Express 37 Nationals Brings 8 Strong Crews to San Francisco

Oct 8, 2019 | Editorial, Sailing

As appearing in Latitude 38 magazine, October 9, 2019

Three days of distance and buoy racing attracted eight California crews to the 2019 Express 37 Nationals hosted by Berkeley Yacht Club on October 4 – 6. Lingering summer-like conditions brought light, but shifty, winds ranging from 3 to 14-knots.

On Sunday, with two races to go, Shawn Ivie and crew on Limitless lead the fleet racing with tally five (2-1-1-1). First heat of the day, Kame Richards on Golden Moon sailed to a first, followed a scant five-seconds afterward by Mark Chaffey of Loca Motion. Bob Hartford on Stewball placed third and Limitless hit the line fourth.

Limitless, edged down in the ranks with this fourth place, was then squarely tied for first with Golden Moon. “It took that final race to determine an Express 37 champion,” said Ivie, whose strategic maneuvering immediately north of the start aided things for his crew. “Kame came to the line a bit early. We got into position, then stalled to windward 30-seconds before the horn—this allowed us to nail the pin end and get a strong leap.” Winning skipper Shawn Ivie sailed Limitless to 2-1-1-1-4-1.

Express 37 Nationals 2019 Sees a Limitless Win

Limitless went on to earn the Nationals title with 10 points (2-1-1-1-4-1). Second place was earned by the Golden Moon crew (1-3-2-2-1-4) and Loca Motion rounded out the podium in third (3-2-4-4-2-3). Ivie, whose boat is based in San Pedro, California, has participated in 2017, 18 and 19. A boat with a winning pedigree, Ivie references the Express 37 Nationals silver trophy cup, adding that this hull has claimed the Express 37 Nationals title on more than one occasion and for more than one owner.

In 1984, Carl Schumacher and boat builder Terry Alsberg of Alsberg Brothers Boatworks in Santa Cruz developed the Express 37. This masthead-fractional design attracts active fleet participation on both east and west coasts.

The Express 37 finished first, second and third in its debut at the 1985 Transpacific Yacht Race.

Wikipedia Notes on the Express 37 Boat:

In a 2005 used boat review in Sailing Magazine, writer John Kretschmer concluded of the design, “The Express 37 offers exhilarating performance both on and off the racecourse. And although one-design fleets are shrinking, most 37s have a lot of speed left in them. Also, following the trend of their boats, as racing sailors get older and migrate toward more casual sailing, a logical decision might be to convert a 37 into more of a cruising boat.”

Marine surveyor and naval architect, Jack Hornor described the design in a 2007 review, “the Express 37 will appeal to sailors interested in racing more than the dedicated cruiser; although, there is no reason these mid-1980s models can’t serve double duty for prospective buyers looking for a reasonably priced, solidly constructed racer/cruiser…Although contemporary in appearance, Schumacher’s respect for the beauty of traditional, well balanced boats is apparent in this design.”

The Express 37 is a recreational keelboat, built predominantly of fiberglass, with wood trim. It has a masthead sloop rig, a raked stem, a reverse transom, an internally mounted spade-type rudder controlled by a tiller and a fixed fin keel. It displaces 9,800 lb (4,445 kg) and carries 4,600 lb (2,087 kg) of lead ballast.

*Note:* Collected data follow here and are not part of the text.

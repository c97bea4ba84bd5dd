//! Year Pipeline - main coordinator for duplicate resolution
//!
//! For each configured year:
//! 1. load every profile table and union them (fatal for the year on error)
//! 2. group duplicates by account id
//! 3. score and rank each duplicate group
//! 4. reconcile kept duplicates with the singletons
//! 5. write the audit tables and the final table
//!
//! Step 2-4 (`resolve_year`) is pure and independent per year, so loaded
//! years can be resolved on the rayon pool when `parallel` is set.

use crate::config::PipelineConfig;
use crate::data::{load_year, ProfileSource};
use crate::dedup::{
    group_duplicates, rank_duplicates, reconcile, DuplicatePartition, MergeSide, RankedDuplicates,
    Reconciliation, ScoredCandidate,
};
use crate::diagnostics::{Diagnostic, DiagnosticsContext};
use crate::output::{merge_frame, records_frame, scored_frame, OutputTable, TableSink};
use crate::record::CandidateRecord;
use crate::scoring::ScoreCalculator;
use anyhow::Result;
use rayon::prelude::*;
use serde::Serialize;

/// Everything decided for one year
#[derive(Debug, Clone)]
pub struct YearResolution {
    pub year: i32,
    pub unioned: Vec<CandidateRecord>,
    pub partition: DuplicatePartition,
    pub ranked: RankedDuplicates,
    pub reconciliation: Reconciliation,
    pub diagnostics: DiagnosticsContext,
}

impl YearResolution {
    pub fn summary(&self) -> YearSummary {
        YearSummary {
            year: self.year,
            unioned: self.unioned.len(),
            singletons: self.partition.singletons.len(),
            duplicate_groups: self.partition.groups.len(),
            duplicate_records: self.partition.duplicate_count(),
            kept: self.ranked.kept().len(),
            removed: self.ranked.removed().len(),
            ambiguous: self.ranked.ambiguous().len(),
            final_rows: self.reconciliation.final_records.len(),
            diagnostics: self.diagnostics.issues().len(),
            suspect: self.diagnostics.has_integrity_issues(),
        }
    }
}

/// Row counts reported for a year
#[derive(Debug, Clone, PartialEq, Eq, Serialize)]
pub struct YearSummary {
    pub year: i32,
    pub unioned: usize,
    pub singletons: usize,
    pub duplicate_groups: usize,
    pub duplicate_records: usize,
    pub kept: usize,
    pub removed: usize,
    pub ambiguous: usize,
    pub final_rows: usize,
    pub diagnostics: usize,
    /// Merge checks failed; downstream should not trust this year
    pub suspect: bool,
}

/// A year that could not be processed
#[derive(Debug, Clone, Serialize)]
pub struct YearFailure {
    pub year: i32,
    pub error: String,
}

/// Result of running every configured year
#[derive(Debug, Default, Serialize)]
pub struct RunSummary {
    pub years: Vec<YearSummary>,
    pub failures: Vec<YearFailure>,
    pub diagnostics: DiagnosticsContext,
}

impl RunSummary {
    pub fn is_success(&self) -> bool {
        self.failures.is_empty()
    }
}

/// Group, rank and reconcile one year's unioned records
pub fn resolve_year(year: i32, unioned: Vec<CandidateRecord>, calculator: &ScoreCalculator) -> YearResolution {
    let mut diagnostics = DiagnosticsContext::new();
    for record in &unioned {
        diagnostics.observe_scope(&record.scope, &record.simple_scope);
    }

    let partition = group_duplicates(&unioned);
    tracing::info!(
        year,
        "{} records: {} singletons, {} duplicate groups ({} records)",
        unioned.len(),
        partition.singletons.len(),
        partition.groups.len(),
        partition.duplicate_count()
    );

    let ranked = rank_duplicates(&partition, calculator, year, &mut diagnostics);

    let kept = ranked.kept();
    let reconciliation = reconcile(&unioned, &kept, partition.singletons.len());
    for issue in &reconciliation.issues {
        diagnostics.report(year, Diagnostic::MergeInconsistency(issue.clone()));
    }

    tracing::info!(
        year,
        "Number of rows: {} in non-duplicates, {} in duplicates, and {} in final dataframe",
        reconciliation.left_only.len(),
        kept.len(),
        reconciliation.final_records.len()
    );

    YearResolution {
        year,
        unioned,
        partition,
        ranked,
        reconciliation,
        diagnostics,
    }
}

/// Runs the configured years against a profile source and a table sink
pub struct YearPipeline<S, W> {
    config: PipelineConfig,
    calculator: ScoreCalculator,
    source: S,
    sink: W,
}

impl<S: ProfileSource, W: TableSink> YearPipeline<S, W> {
    pub fn new(config: PipelineConfig, source: S, sink: W) -> Self {
        Self {
            config,
            calculator: ScoreCalculator::default(),
            source,
            sink,
        }
    }

    pub fn with_calculator(mut self, calculator: ScoreCalculator) -> Self {
        self.calculator = calculator;
        self
    }

    pub fn config(&self) -> &PipelineConfig {
        &self.config
    }

    pub fn calculator(&self) -> &ScoreCalculator {
        &self.calculator
    }

    pub fn sink(&self) -> &W {
        &self.sink
    }

    pub fn into_sink(self) -> W {
        self.sink
    }

    /// Load, resolve and write a single year
    pub fn run_year(&mut self, year: i32) -> Result<YearResolution> {
        let unioned = load_year(&self.source, year, &self.config.profiles)?;
        let resolution = resolve_year(year, unioned, &self.calculator);
        self.write_year(&resolution)?;
        Ok(resolution)
    }

    /// Run every configured year; a failing year does not stop the others
    pub fn run_all(&mut self) -> RunSummary {
        let mut summary = RunSummary::default();

        let mut loaded = Vec::new();
        for &year in &self.config.years {
            match load_year(&self.source, year, &self.config.profiles) {
                Ok(unioned) => loaded.push((year, unioned)),
                Err(e) => {
                    tracing::error!(year, "Year failed: {:#}", e);
                    summary.failures.push(YearFailure { year, error: format!("{:#}", e) });
                }
            }
        }

        let calculator = &self.calculator;
        let resolutions: Vec<YearResolution> = if self.config.parallel {
            loaded
                .into_par_iter()
                .map(|(year, unioned)| resolve_year(year, unioned, calculator))
                .collect()
        } else {
            loaded
                .into_iter()
                .map(|(year, unioned)| resolve_year(year, unioned, calculator))
                .collect()
        };

        for resolution in resolutions {
            match self.write_year(&resolution) {
                Ok(()) => {
                    summary.years.push(resolution.summary());
                    summary.diagnostics.merge(resolution.diagnostics);
                }
                Err(e) => {
                    tracing::error!(year = resolution.year, "Writing year failed: {:#}", e);
                    summary.failures.push(YearFailure {
                        year: resolution.year,
                        error: format!("{:#}", e),
                    });
                }
            }
        }

        summary.failures.sort_by_key(|f| f.year);
        summary
    }

    fn write_year(&mut self, resolution: &YearResolution) -> Result<()> {
        let year = resolution.year;
        let ranked = &resolution.ranked;
        let merge = &resolution.reconciliation;

        let mut duplicates: Vec<&CandidateRecord> = resolution.partition.duplicate_records().collect();
        duplicates.sort_by(|a, b| a.account_id.cmp(&b.account_id));

        let all_scored: Vec<&ScoredCandidate> = ranked.scored.iter().collect();

        let tables = [
            (OutputTable::UnionedProfiles, records_frame(&resolution.unioned)?),
            (OutputTable::DuplicateCheck, records_frame(duplicates)?),
            (OutputTable::Scored, scored_frame(&all_scored)?),
            (OutputTable::Removed, scored_frame(&ranked.removed())?),
            (OutputTable::Ambiguous, scored_frame(&ranked.ambiguous())?),
            (OutputTable::KeptDuplicates, scored_frame(&ranked.kept())?),
            (OutputTable::MergeLeftOnly, merge_frame(&merge.left_only, MergeSide::LeftOnly)?),
            (OutputTable::MergeBoth, merge_frame(&merge.both, MergeSide::Both)?),
            (OutputTable::MergeRightOnly, merge_frame(&merge.right_only, MergeSide::RightOnly)?),
            (OutputTable::Final, records_frame(&merge.final_records)?),
        ];

        for (table, mut df) in tables {
            self.sink.write(year, table, &mut df)?;
        }

        if !merge.right_only.is_empty() {
            tracing::warn!(
                year,
                "For year {} some records appear both in the dataframe without duplicates and the duplicates dataframe",
                year
            );
        }

        Ok(())
    }
}

#[cfg(test)]
mod tests {
    use super::*;
    use crate::record::Profile;

    fn record(id: &str, profile: i64, simple_scope: &str) -> CandidateRecord {
        CandidateRecord::new(id, Profile::from_code(profile), "Scope 1+2 (location-based)", simple_scope)
            .with_base_year(2021)
            .with_coverage(80.0)
            .with_target_years(&[2030])
    }

    #[test]
    fn test_resolve_year_counts() {
        let unioned = vec![
            record("A1", 2, "S1S2"),
            record("A1", 1, "S1"),
            record("A1", 4, "S1S2S3"),
            record("B", 1, "S2"),
        ];
        let resolution = resolve_year(2021, unioned, &ScoreCalculator::default());
        let summary = resolution.summary();

        assert_eq!(summary.singletons, 1);
        assert_eq!(summary.duplicate_groups, 1);
        assert_eq!(summary.kept, 1);
        assert_eq!(summary.removed, 2);
        assert_eq!(summary.final_rows, 2);
        assert!(!summary.suspect);
        assert_eq!(resolution.diagnostics.simple_scopes_seen().len(), 4);
    }

    #[test]
    fn test_resolve_year_is_deterministic() {
        let unioned = vec![
            record("C", 1, "S1"),
            record("A", 1, "S1"),
            record("C", 1, "S1"),
            record("A", 2, "S2"),
        ];
        let first = resolve_year(2020, unioned.clone(), &ScoreCalculator::default());
        let second = resolve_year(2020, unioned, &ScoreCalculator::default());

        assert_eq!(first.ranked, second.ranked);
        assert_eq!(first.reconciliation.final_records, second.reconciliation.final_records);
    }
}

The boat has a draft of 7.25 ft (2.21 m) with the standard keel fitted. The later Mk II model offered an optional shallow draft keel of 5.92 ft (1.80 m). The first 25 boats built were fitted with a Japanese Yanmar 2GMF two cylinder diesel engine of 18 hp (13 kW). Later boats had a three cylinder Yanmar 3GMF diesel engine of 27 hp (20 kW). The fuel tank holds 30 U.S. gallons (110 L; 25 imp gal) and the fresh water tank has a capacity of 85 U.S. gallons (320 L; 71 imp gal).

The later Mk II version has a taller rig, an updated keel and rudder and a more cruising oriented interior. Only ten were built in this configuration.